Pseudohypoaldosteronism, which is induced by 3MGA and GA and a severe adverse effect of Yokukansan, was observed in one patient of the Rakuwakai Otowa Hospital. This patient demonstrated hypokalemia 5 years after the first administration of Yokukansan, and the Yokukansan treatment was discontinued one week after the detection of pseudohypoaldosteronism. After the discontinuation of Yokukansan and the administration of potassium chloride, the symptoms of pseudohypoaldosteronism improved immediately. It is possible that pseudohypoaldosteronism was developing for 5 years, which is an extremely long period. These results indicate that it is important to pay close attention to a patient’s clinical data, even if the Yokukansan treatment is long-term.

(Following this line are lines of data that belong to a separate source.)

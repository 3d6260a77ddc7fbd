use std::env;
use std::fs;
use std::path::PathBuf;
use std::time::Duration;

use serde::{Deserialize, Serialize};

use crate::error::{Result, TriageError};

pub const DEFAULT_KNOWN_SERVICES: [&str; 4] = [
    "product-service",
    "order-service",
    "payment-service",
    "rag-service",
];

#[derive(Debug, Clone, Serialize, Deserialize, PartialEq)]
pub struct Config {
    pub http_addr: String,
    pub db_path: PathBuf,
    pub docs_path: PathBuf,
    pub known_services: Vec<String>,

    pub jaeger_api_url: String,
    pub jaeger_timeout: Duration,
    pub source_max_retries: u32,
    pub source_retry_delay: Duration,
    pub batch_max_attempts: u32,
    pub batch_backoff: Duration,

    pub embedding_api_base: String,
    pub embedding_path: String,
    pub embedding_model: String,
    pub embedding_api_key: Option<String>,
    pub embedding_timeout: Duration,

    pub llm_api_base: String,
    pub llm_path: String,
    pub llm_model: String,
    pub llm_api_key: Option<String>,
    pub llm_timeout: Duration,
    pub llm_temperature: f32,

    pub breaker_window: usize,
    pub breaker_min_calls: usize,
    pub breaker_failure_rate: f32,
    pub breaker_open_for: Duration,
    pub breaker_half_open_calls: usize,
    pub ask_timeout: Duration,

    pub startup_ingest_docs: bool,
    pub startup_ingest_traces: bool,
    pub startup_traces_lookback: String,
    pub startup_traces_limit: usize,
    pub startup_trace_delay: Duration,
    pub trace_polling_enabled: bool,
    pub trace_polling_interval: Duration,
    pub trace_polling_initial_delay: Duration,
    pub trace_polling_lookback: String,
    pub trace_polling_limit: usize,
}

impl Default for Config {
    fn default() -> Self {
        let home = env::var("HOME").unwrap_or_else(|_| ".".to_string());
        let data_root = env::var("XDG_DATA_HOME")
            .map(PathBuf::from)
            .unwrap_or_else(|_| PathBuf::from(home).join(".local/share"));

        Self {
            http_addr: "127.0.0.1:8080".to_string(),
            db_path: data_root.join("triage/index.duckdb"),
            docs_path: PathBuf::from("docs"),
            known_services: DEFAULT_KNOWN_SERVICES
                .iter()
                .map(|s| s.to_string())
                .collect(),

            jaeger_api_url: "http://127.0.0.1:16686".to_string(),
            jaeger_timeout: Duration::from_secs(10),
            source_max_retries: 2,
            source_retry_delay: Duration::from_secs(1),
            batch_max_attempts: 3,
            batch_backoff: Duration::from_secs(2),

            embedding_api_base: "http://127.0.0.1:11434".to_string(),
            embedding_path: "/v1/embeddings".to_string(),
            embedding_model: "nomic-embed-text".to_string(),
            embedding_api_key: None,
            embedding_timeout: Duration::from_secs(30),

            llm_api_base: "http://127.0.0.1:11434".to_string(),
            llm_path: "/v1/chat/completions".to_string(),
            llm_model: "llama3.2".to_string(),
            llm_api_key: None,
            llm_timeout: Duration::from_secs(45),
            llm_temperature: 0.2,

            breaker_window: 10,
            breaker_min_calls: 5,
            breaker_failure_rate: 0.5,
            breaker_open_for: Duration::from_secs(30),
            breaker_half_open_calls: 3,
            ask_timeout: Duration::from_secs(60),

            startup_ingest_docs: true,
            startup_ingest_traces: true,
            startup_traces_lookback: "1h".to_string(),
            startup_traces_limit: 50,
            startup_trace_delay: Duration::from_secs(5),
            trace_polling_enabled: true,
            trace_polling_interval: Duration::from_secs(300),
            trace_polling_initial_delay: Duration::from_secs(60),
            trace_polling_lookback: "10m".to_string(),
            trace_polling_limit: 20,
        }
    }
}

impl Config {
    pub fn load() -> Result<Self> {
        let mut cfg = Self::default();
        let config_path = config_file_path();
        if let Some(file_overrides) = load_file_overrides(&config_path)? {
            apply_overrides(&mut cfg, file_overrides, "config file")?;
        }
        let env_overrides = load_env_overrides()?;
        apply_overrides(&mut cfg, env_overrides, "environment")?;
        cfg.validate()?;
        Ok(cfg)
    }

    pub fn from_env() -> Result<Self> {
        let mut cfg = Self::default();
        let env_overrides = load_env_overrides()?;
        apply_overrides(&mut cfg, env_overrides, "environment")?;
        cfg.validate()?;
        Ok(cfg)
    }

    pub fn validate(&self) -> Result<()> {
        if !(0.0..=1.0).contains(&self.breaker_failure_rate) || self.breaker_failure_rate == 0.0 {
            return Err(TriageError::Config(format!(
                "breaker_failure_rate must be in (0, 1], got {}",
                self.breaker_failure_rate
            )));
        }
        if self.breaker_window == 0 || self.breaker_half_open_calls == 0 {
            return Err(TriageError::Config(
                "breaker_window and breaker_half_open_calls must be positive".to_string(),
            ));
        }
        if self.breaker_min_calls > self.breaker_window {
            return Err(TriageError::Config(format!(
                "breaker_min_calls ({}) must not exceed breaker_window ({})",
                self.breaker_min_calls, self.breaker_window
            )));
        }
        if self.batch_max_attempts == 0 {
            return Err(TriageError::Config(
                "batch_max_attempts must be at least 1".to_string(),
            ));
        }
        if self.trace_polling_interval.is_zero() {
            return Err(TriageError::Config(
                "trace_polling_interval must be positive".to_string(),
            ));
        }
        Ok(())
    }
}

#[derive(Debug, Default, Deserialize)]
struct ConfigOverrides {
    http_addr: Option<String>,
    db_path: Option<PathBuf>,
    docs_path: Option<PathBuf>,
    known_services: Option<Vec<String>>,
    jaeger_api_url: Option<String>,
    jaeger_timeout: Option<String>,
    source_max_retries: Option<u32>,
    source_retry_delay: Option<String>,
    batch_max_attempts: Option<u32>,
    batch_backoff: Option<String>,
    embedding_api_base: Option<String>,
    embedding_path: Option<String>,
    embedding_model: Option<String>,
    embedding_api_key: Option<String>,
    embedding_timeout: Option<String>,
    llm_api_base: Option<String>,
    llm_path: Option<String>,
    llm_model: Option<String>,
    llm_api_key: Option<String>,
    llm_timeout: Option<String>,
    llm_temperature: Option<f32>,
    breaker_window: Option<usize>,
    breaker_min_calls: Option<usize>,
    breaker_failure_rate: Option<f32>,
    breaker_open_for: Option<String>,
    breaker_half_open_calls: Option<usize>,
    ask_timeout: Option<String>,
    startup_ingest_docs: Option<bool>,
    startup_ingest_traces: Option<bool>,
    startup_traces_lookback: Option<String>,
    startup_traces_limit: Option<usize>,
    startup_trace_delay: Option<String>,
    trace_polling_enabled: Option<bool>,
    trace_polling_interval: Option<String>,
    trace_polling_initial_delay: Option<String>,
    trace_polling_lookback: Option<String>,
    trace_polling_limit: Option<usize>,
}

fn config_file_path() -> PathBuf {
    if let Ok(path) = env::var("TRIAGE_CONFIG") {
        return PathBuf::from(path);
    }

    let home = env::var("HOME").unwrap_or_else(|_| ".".to_string());
    let config_home = env::var("XDG_CONFIG_HOME")
        .map(PathBuf::from)
        .unwrap_or_else(|_| PathBuf::from(home).join(".config"));
    config_home.join("triage/config.toml")
}

fn load_file_overrides(path: &PathBuf) -> Result<Option<ConfigOverrides>> {
    if !path.exists() {
        return Ok(None);
    }

    let raw = fs::read_to_string(path)
        .map_err(|e| TriageError::Config(format!("failed reading {}: {e}", path.display())))?;
    let parsed: ConfigOverrides = toml::from_str(&raw)
        .map_err(|e| TriageError::Config(format!("failed parsing {}: {e}", path.display())))?;
    Ok(Some(parsed))
}

fn env_parsed<T>(name: &str) -> Result<Option<T>>
where
    T: std::str::FromStr,
    T::Err: std::fmt::Display,
{
    match env::var(name) {
        Ok(v) => v
            .trim()
            .parse::<T>()
            .map(Some)
            .map_err(|e| TriageError::Config(format!("bad {name} in environment: {e}"))),
        Err(_) => Ok(None),
    }
}

fn load_env_overrides() -> Result<ConfigOverrides> {
    Ok(ConfigOverrides {
        http_addr: env::var("TRIAGE_HTTP_ADDR").ok(),
        db_path: env::var("TRIAGE_DB_PATH").ok().map(PathBuf::from),
        docs_path: env::var("TRIAGE_DOCS_PATH").ok().map(PathBuf::from),
        known_services: env::var("TRIAGE_KNOWN_SERVICES")
            .ok()
            .map(|v| parse_service_list(&v)),
        jaeger_api_url: env::var("TRIAGE_JAEGER_API_URL").ok(),
        jaeger_timeout: env::var("TRIAGE_JAEGER_TIMEOUT").ok(),
        source_max_retries: env_parsed("TRIAGE_SOURCE_MAX_RETRIES")?,
        source_retry_delay: env::var("TRIAGE_SOURCE_RETRY_DELAY").ok(),
        batch_max_attempts: env_parsed("TRIAGE_BATCH_MAX_ATTEMPTS")?,
        batch_backoff: env::var("TRIAGE_BATCH_BACKOFF").ok(),
        embedding_api_base: env::var("TRIAGE_EMBEDDING_API_BASE").ok(),
        embedding_path: env::var("TRIAGE_EMBEDDING_PATH").ok(),
        embedding_model: env::var("TRIAGE_EMBEDDING_MODEL").ok(),
        embedding_api_key: env::var("TRIAGE_EMBEDDING_API_KEY").ok(),
        embedding_timeout: env::var("TRIAGE_EMBEDDING_TIMEOUT").ok(),
        llm_api_base: env::var("TRIAGE_LLM_API_BASE").ok(),
        llm_path: env::var("TRIAGE_LLM_PATH").ok(),
        llm_model: env::var("TRIAGE_LLM_MODEL").ok(),
        llm_api_key: env::var("TRIAGE_LLM_API_KEY").ok(),
        llm_timeout: env::var("TRIAGE_LLM_TIMEOUT").ok(),
        llm_temperature: env_parsed("TRIAGE_LLM_TEMPERATURE")?,
        breaker_window: env_parsed("TRIAGE_BREAKER_WINDOW")?,
        breaker_min_calls: env_parsed("TRIAGE_BREAKER_MIN_CALLS")?,
        breaker_failure_rate: env_parsed("TRIAGE_BREAKER_FAILURE_RATE")?,
        breaker_open_for: env::var("TRIAGE_BREAKER_OPEN_FOR").ok(),
        breaker_half_open_calls: env_parsed("TRIAGE_BREAKER_HALF_OPEN_CALLS")?,
        ask_timeout: env::var("TRIAGE_ASK_TIMEOUT").ok(),
        startup_ingest_docs: env_parsed("TRIAGE_STARTUP_INGEST_DOCS")?,
        startup_ingest_traces: env_parsed("TRIAGE_STARTUP_INGEST_TRACES")?,
        startup_traces_lookback: env::var("TRIAGE_STARTUP_TRACES_LOOKBACK").ok(),
        startup_traces_limit: env_parsed("TRIAGE_STARTUP_TRACES_LIMIT")?,
        startup_trace_delay: env::var("TRIAGE_STARTUP_TRACE_DELAY").ok(),
        trace_polling_enabled: env_parsed("TRIAGE_TRACE_POLLING_ENABLED")?,
        trace_polling_interval: env::var("TRIAGE_TRACE_POLLING_INTERVAL").ok(),
        trace_polling_initial_delay: env::var("TRIAGE_TRACE_POLLING_INITIAL_DELAY").ok(),
        trace_polling_lookback: env::var("TRIAGE_TRACE_POLLING_LOOKBACK").ok(),
        trace_polling_limit: env_parsed("TRIAGE_TRACE_POLLING_LIMIT")?,
    })
}

fn parse_duration_field(name: &str, value: &str, source: &str) -> Result<Duration> {
    humantime::parse_duration(value).map_err(|e| {
        TriageError::Config(format!("bad {name} in {source}: {e} (value={value})"))
    })
}

fn apply_overrides(cfg: &mut Config, overrides: ConfigOverrides, source: &str) -> Result<()> {
    macro_rules! set {
        ($field:ident) => {
            if let Some(v) = overrides.$field {
                cfg.$field = v;
            }
        };
    }
    macro_rules! set_duration {
        ($field:ident) => {
            if let Some(v) = overrides.$field {
                cfg.$field = parse_duration_field(stringify!($field), &v, source)?;
            }
        };
    }

    set!(http_addr);
    set!(db_path);
    set!(docs_path);
    set!(known_services);
    set!(jaeger_api_url);
    set_duration!(jaeger_timeout);
    set!(source_max_retries);
    set_duration!(source_retry_delay);
    set!(batch_max_attempts);
    set_duration!(batch_backoff);
    set!(embedding_api_base);
    set!(embedding_path);
    set!(embedding_model);
    if let Some(v) = overrides.embedding_api_key {
        cfg.embedding_api_key = Some(v);
    }
    set_duration!(embedding_timeout);
    set!(llm_api_base);
    set!(llm_path);
    set!(llm_model);
    if let Some(v) = overrides.llm_api_key {
        cfg.llm_api_key = Some(v);
    }
    set_duration!(llm_timeout);
    set!(llm_temperature);
    set!(breaker_window);
    set!(breaker_min_calls);
    set!(breaker_failure_rate);
    set_duration!(breaker_open_for);
    set!(breaker_half_open_calls);
    set_duration!(ask_timeout);
    set!(startup_ingest_docs);
    set!(startup_ingest_traces);
    set!(startup_traces_lookback);
    set!(startup_traces_limit);
    set_duration!(startup_trace_delay);
    set!(trace_polling_enabled);
    set_duration!(trace_polling_interval);
    set_duration!(trace_polling_initial_delay);
    set!(trace_polling_lookback);
    set!(trace_polling_limit);
    Ok(())
}

fn parse_service_list(raw: &str) -> Vec<String> {
    raw.split(',')
        .map(str::trim)
        .filter(|s| !s.is_empty())
        .map(|s| s.to_ascii_lowercase())
        .collect()
}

In comparing the data of Rakuwakai Otowa Hospital with the JADAR database (Tables 2 and 4; Figure 5), the patient age distribution and onset days were similar. However, the reported number of pseudohyperaldosteronism and hypokalemia was 10 and 23, respectively, in the JADAR database. In the data of Rakuwakai Otowa Hospital, the reported number of pseudohyperaldosteronism and hypokalemia was 1 and 13, respectively. Compared to the data of Rakuwakai Otowa Hospital, the reported number of hypokalemia in the JADAR database seems small. Based on the ratio in the study of Rakuwakai Otowa Hospital, more than 100 cases should be reported in the JADAR database. It is possible that there is reporting bias in the JADAR database.
This study has some limitations. First, concomitant drugs that affect serum potassium were not excluded completely. Although the patients who received potassium chloride, potassium L-aspartate and calcium polystyrene sulfonate jelly were excluded in this study, other drugs, such as the angiotensin II receptor antagonists or angiotensinconverting- enzyme inhibitor, were not considered. Elderly patients often use multiple drugs, and the effects of concomitant drugs should be considered in large studies. Second, the patient profiles were not followed repeatedly because of the retrospective nature of the study. Prospective studies should be designed to clarify more important information about the adverse events associated with Yokukansan.
The present study showed that serum potassium levels decreased regardless of the dose and treatment period of Yokukansan and that pseudohypoaldosteronism developed in severe cases. It is necessary to pay attention to patients during the treatment with Yokukansan, even if treatment period was long term. However, we could not clarify the risk factors associated with adverse events following Yokukansan treatment. A prospective study with enough number of patients is needed to determine the appropriate use of Yokukansan for BPSD.
This work was supported by the Japan Society for the Promotion of Science (JSPS) KAKENHI Grant Number 25460231 and the Kyoto Pharmaceutical University Fund for the Promotion of Scientific Research. The authors declare no conflicts of interest.